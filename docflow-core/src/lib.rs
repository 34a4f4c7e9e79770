//! An event-driven operation layer over document stores.
//!
//! This crate is the core of the docflow project and provides:
//!
//! - **Store backend abstraction** ([`backend`]) - The raw store contract backends implement
//! - **Lifecycle events** ([`event`]) - Before/After events bracketing every write
//! - **Collections interface** ([`collection`]) - The operation core and the collection façade
//! - **Behaviors** ([`behavior`]) - Soft deletion, timestamps, blame and validation as composable interceptors
//! - **Document store** ([`store`]) - Main entry point, including transactions
//! - **Schema migrations** ([`migrate`]) - Versioned migration steps guarded by a store-backed lock
//! - **Query and filtering API** ([`query`]) - Declarative queries compiled to store filters
//! - **Models** ([`model`]) - Typed documents and their serialization
//! - **Error handling** ([`error`]) - Error and result types
//!
//! # Example
//!
//! ```ignore
//! use docflow::{behavior::{SoftDelete, Timestamps}, context::ExecutionContext, store::DocumentStore};
//! use bson::doc;
//!
//! let store = DocumentStore::new(backend);
//! let posts = store
//!     .collection_builder("posts")
//!     .behavior(Timestamps::default())
//!     .behavior(SoftDelete::default())
//!     .build()
//!     .await?;
//!
//! posts.insert_one(doc! { "title": "Hello" }, &ExecutionContext::for_user("u1")).await?;
//! ```

pub mod backend;
pub mod behavior;
pub mod collection;
pub mod context;
pub mod error;
pub mod event;
pub mod fields;
pub mod migrate;
pub mod model;
pub mod operation;
pub mod query;
pub mod store;
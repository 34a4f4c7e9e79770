//! Error types and result types for document store operations.
//!
//! Every fallible operation in this crate returns [`DocumentStoreResult<T>`].
//! Errors raised by event listeners and by the underlying store are propagated
//! to the caller unchanged; nothing in this crate retries on its own.

use bson::error::Error as BsonError;
use serde_json::Error as SerdeJsonError;
use thiserror::Error;

/// Represents all possible errors that can occur when interacting with a document store.
#[derive(Error, Debug, Clone, PartialEq)]
pub enum DocumentStoreError {
    /// Serialization/deserialization error when converting between document formats (BSON, JSON).
    #[error("Serialization error: {0}")]
    Serialization(String),
    /// Error during store initialization or connection setup.
    #[error("Initialization error: {0}")]
    Initialization(String),
    /// A document with the given ID already exists in the collection.
    /// The first argument is the document ID, the second is the collection name.
    #[error("Document {0} already exists in collection {1}")]
    DocumentAlreadyExists(String, String),
    /// The document, filter or update expression is malformed or failed validation.
    #[error("Invalid document: {0}")]
    InvalidDocument(String),
    /// A lifecycle event listener refused the operation.
    #[error("Listener rejected {event}: {message}")]
    ListenerRejected {
        /// Name of the event kind the listener was subscribed to.
        event: String,
        /// Reason supplied by the listener.
        message: String,
    },
    /// An error occurred in the underlying storage backend.
    #[error("Backend error: {0}")]
    Backend(String),
    /// Two migration steps were registered under the same version.
    #[error("Migration version {0} is already registered")]
    DuplicateMigrationVersion(u32),
    /// A migration step cannot run in the requested direction.
    #[error("Cannot migrate {direction} on version {version}")]
    MigrationStepMissingDirection {
        /// Version of the offending step.
        version: u32,
        /// `"up"` or `"down"`.
        direction: String,
    },
    /// An error occurred during schema migration.
    #[error("Migration error: {0}")]
    Migration(String),
    /// An unknown error occurred.
    #[error("Unknown error: {0}")]
    Unknown(String),
}

impl DocumentStoreError {
    /// Convenience constructor for listeners that want to veto an operation.
    pub fn rejected(event: impl Into<String>, message: impl Into<String>) -> Self {
        DocumentStoreError::ListenerRejected {
            event: event.into(),
            message: message.into(),
        }
    }
}

/// A specialized `Result` type for document store operations.
pub type DocumentStoreResult<T> = Result<T, DocumentStoreError>;

impl From<BsonError> for DocumentStoreError {
    fn from(err: BsonError) -> Self {
        DocumentStoreError::Serialization(err.to_string())
    }
}

impl From<SerdeJsonError> for DocumentStoreError {
    fn from(err: SerdeJsonError) -> Self {
        DocumentStoreError::Serialization(err.to_string())
    }
}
+ + + +
§ About this exercise: Look through the data above and return each line where the string "DocumentStoreResult" occurs.

§ Solution to the exercise:
//! Every fallible operation in this crate returns [`DocumentStoreResult<T>`].
pub type DocumentStoreResult<T> = Result<T, DocumentStoreError>;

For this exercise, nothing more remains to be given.